■ Your task:
Each line of the data below that holds the word "matches" is to be reported in full.
*** Supplied data Section Begins ***
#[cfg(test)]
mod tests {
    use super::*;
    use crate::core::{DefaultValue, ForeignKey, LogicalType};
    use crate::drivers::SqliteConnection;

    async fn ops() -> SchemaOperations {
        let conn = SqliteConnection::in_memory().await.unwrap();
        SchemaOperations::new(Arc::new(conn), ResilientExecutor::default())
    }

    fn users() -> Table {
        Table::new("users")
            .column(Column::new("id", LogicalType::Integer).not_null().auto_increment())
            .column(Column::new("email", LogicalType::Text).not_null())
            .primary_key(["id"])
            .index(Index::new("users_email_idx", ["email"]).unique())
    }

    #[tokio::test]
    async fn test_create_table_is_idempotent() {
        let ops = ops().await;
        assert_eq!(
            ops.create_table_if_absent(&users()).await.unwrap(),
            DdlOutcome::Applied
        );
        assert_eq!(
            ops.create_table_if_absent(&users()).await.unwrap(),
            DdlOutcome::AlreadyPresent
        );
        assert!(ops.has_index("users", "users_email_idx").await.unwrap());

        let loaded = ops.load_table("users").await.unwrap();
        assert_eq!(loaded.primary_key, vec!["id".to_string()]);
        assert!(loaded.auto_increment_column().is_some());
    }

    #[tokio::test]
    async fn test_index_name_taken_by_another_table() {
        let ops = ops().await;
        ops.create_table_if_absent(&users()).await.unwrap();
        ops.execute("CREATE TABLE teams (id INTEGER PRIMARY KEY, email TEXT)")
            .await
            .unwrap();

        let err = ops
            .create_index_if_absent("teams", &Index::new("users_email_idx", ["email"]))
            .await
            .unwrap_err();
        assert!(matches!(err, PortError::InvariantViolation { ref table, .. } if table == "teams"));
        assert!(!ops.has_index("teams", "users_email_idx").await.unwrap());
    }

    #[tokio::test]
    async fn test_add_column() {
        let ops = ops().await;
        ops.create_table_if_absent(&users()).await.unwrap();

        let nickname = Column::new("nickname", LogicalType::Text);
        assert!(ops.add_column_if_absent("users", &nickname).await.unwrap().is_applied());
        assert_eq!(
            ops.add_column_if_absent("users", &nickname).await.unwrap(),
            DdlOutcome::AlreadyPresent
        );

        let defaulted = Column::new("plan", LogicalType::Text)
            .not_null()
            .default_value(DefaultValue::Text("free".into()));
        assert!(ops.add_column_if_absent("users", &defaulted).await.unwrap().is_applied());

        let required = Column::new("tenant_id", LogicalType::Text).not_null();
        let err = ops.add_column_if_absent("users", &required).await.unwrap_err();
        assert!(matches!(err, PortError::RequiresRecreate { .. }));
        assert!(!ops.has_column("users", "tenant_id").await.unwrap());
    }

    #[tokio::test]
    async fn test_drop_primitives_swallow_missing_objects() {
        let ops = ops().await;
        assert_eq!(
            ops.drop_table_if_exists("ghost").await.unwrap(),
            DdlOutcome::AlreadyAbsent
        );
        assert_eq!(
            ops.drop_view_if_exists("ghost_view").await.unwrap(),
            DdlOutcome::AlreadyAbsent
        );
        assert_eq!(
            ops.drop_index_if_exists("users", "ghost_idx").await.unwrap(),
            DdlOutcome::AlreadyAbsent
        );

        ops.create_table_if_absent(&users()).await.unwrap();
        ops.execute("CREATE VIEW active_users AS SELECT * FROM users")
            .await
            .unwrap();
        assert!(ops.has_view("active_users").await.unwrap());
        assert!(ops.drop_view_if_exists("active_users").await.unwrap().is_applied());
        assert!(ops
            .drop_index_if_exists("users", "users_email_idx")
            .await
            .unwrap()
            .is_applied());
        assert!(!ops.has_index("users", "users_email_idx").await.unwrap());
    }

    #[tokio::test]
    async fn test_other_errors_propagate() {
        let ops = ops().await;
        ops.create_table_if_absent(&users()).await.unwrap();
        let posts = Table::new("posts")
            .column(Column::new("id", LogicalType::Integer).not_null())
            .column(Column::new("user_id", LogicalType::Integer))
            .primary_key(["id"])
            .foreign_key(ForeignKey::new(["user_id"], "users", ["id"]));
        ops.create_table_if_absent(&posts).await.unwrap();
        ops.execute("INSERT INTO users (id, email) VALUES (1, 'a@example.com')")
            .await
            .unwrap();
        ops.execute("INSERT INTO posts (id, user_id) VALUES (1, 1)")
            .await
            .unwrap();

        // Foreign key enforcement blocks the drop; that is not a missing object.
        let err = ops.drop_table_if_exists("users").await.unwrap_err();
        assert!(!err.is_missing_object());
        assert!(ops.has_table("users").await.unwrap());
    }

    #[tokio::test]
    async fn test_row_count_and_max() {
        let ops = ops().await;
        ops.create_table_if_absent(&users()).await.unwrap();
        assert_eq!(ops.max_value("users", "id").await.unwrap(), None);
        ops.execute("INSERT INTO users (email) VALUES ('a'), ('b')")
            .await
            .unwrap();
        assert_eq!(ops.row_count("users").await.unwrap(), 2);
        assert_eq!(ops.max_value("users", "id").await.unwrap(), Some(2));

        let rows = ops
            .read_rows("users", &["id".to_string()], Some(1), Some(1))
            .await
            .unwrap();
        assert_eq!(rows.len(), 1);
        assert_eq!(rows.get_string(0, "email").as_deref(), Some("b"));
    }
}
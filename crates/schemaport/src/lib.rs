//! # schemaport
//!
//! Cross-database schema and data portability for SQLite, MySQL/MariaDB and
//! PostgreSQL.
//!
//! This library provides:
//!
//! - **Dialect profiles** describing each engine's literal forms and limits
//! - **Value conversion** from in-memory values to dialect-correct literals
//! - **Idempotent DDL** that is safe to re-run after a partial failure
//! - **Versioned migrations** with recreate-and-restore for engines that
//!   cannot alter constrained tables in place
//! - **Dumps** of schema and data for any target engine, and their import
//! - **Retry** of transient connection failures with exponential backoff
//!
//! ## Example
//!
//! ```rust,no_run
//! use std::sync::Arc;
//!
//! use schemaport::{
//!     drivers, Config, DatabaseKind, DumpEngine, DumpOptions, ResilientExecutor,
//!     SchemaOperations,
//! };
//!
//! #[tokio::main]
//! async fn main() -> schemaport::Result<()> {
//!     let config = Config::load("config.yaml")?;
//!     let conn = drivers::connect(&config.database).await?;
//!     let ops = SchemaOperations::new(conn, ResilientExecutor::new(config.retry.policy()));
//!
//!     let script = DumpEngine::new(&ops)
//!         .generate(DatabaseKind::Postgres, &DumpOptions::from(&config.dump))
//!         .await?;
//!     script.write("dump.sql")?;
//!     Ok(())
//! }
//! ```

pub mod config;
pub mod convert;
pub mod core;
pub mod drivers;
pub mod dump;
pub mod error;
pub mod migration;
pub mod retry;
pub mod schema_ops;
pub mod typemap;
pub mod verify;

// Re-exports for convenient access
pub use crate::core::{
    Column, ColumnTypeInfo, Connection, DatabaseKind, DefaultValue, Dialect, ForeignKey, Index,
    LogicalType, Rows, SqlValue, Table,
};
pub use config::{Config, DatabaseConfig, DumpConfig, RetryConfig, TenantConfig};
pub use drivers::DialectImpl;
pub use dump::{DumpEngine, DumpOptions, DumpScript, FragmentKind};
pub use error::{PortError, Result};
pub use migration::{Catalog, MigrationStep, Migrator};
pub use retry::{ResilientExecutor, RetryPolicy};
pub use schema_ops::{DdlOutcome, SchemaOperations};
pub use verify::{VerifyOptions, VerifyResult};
*** Supplied data Section Ends ***
■ Written answer:
        assert!(matches!(err, PortError::InvariantViolation { ref table, .. } if table == "teams"));
        assert!(matches!(err, PortError::RequiresRecreate { .. }));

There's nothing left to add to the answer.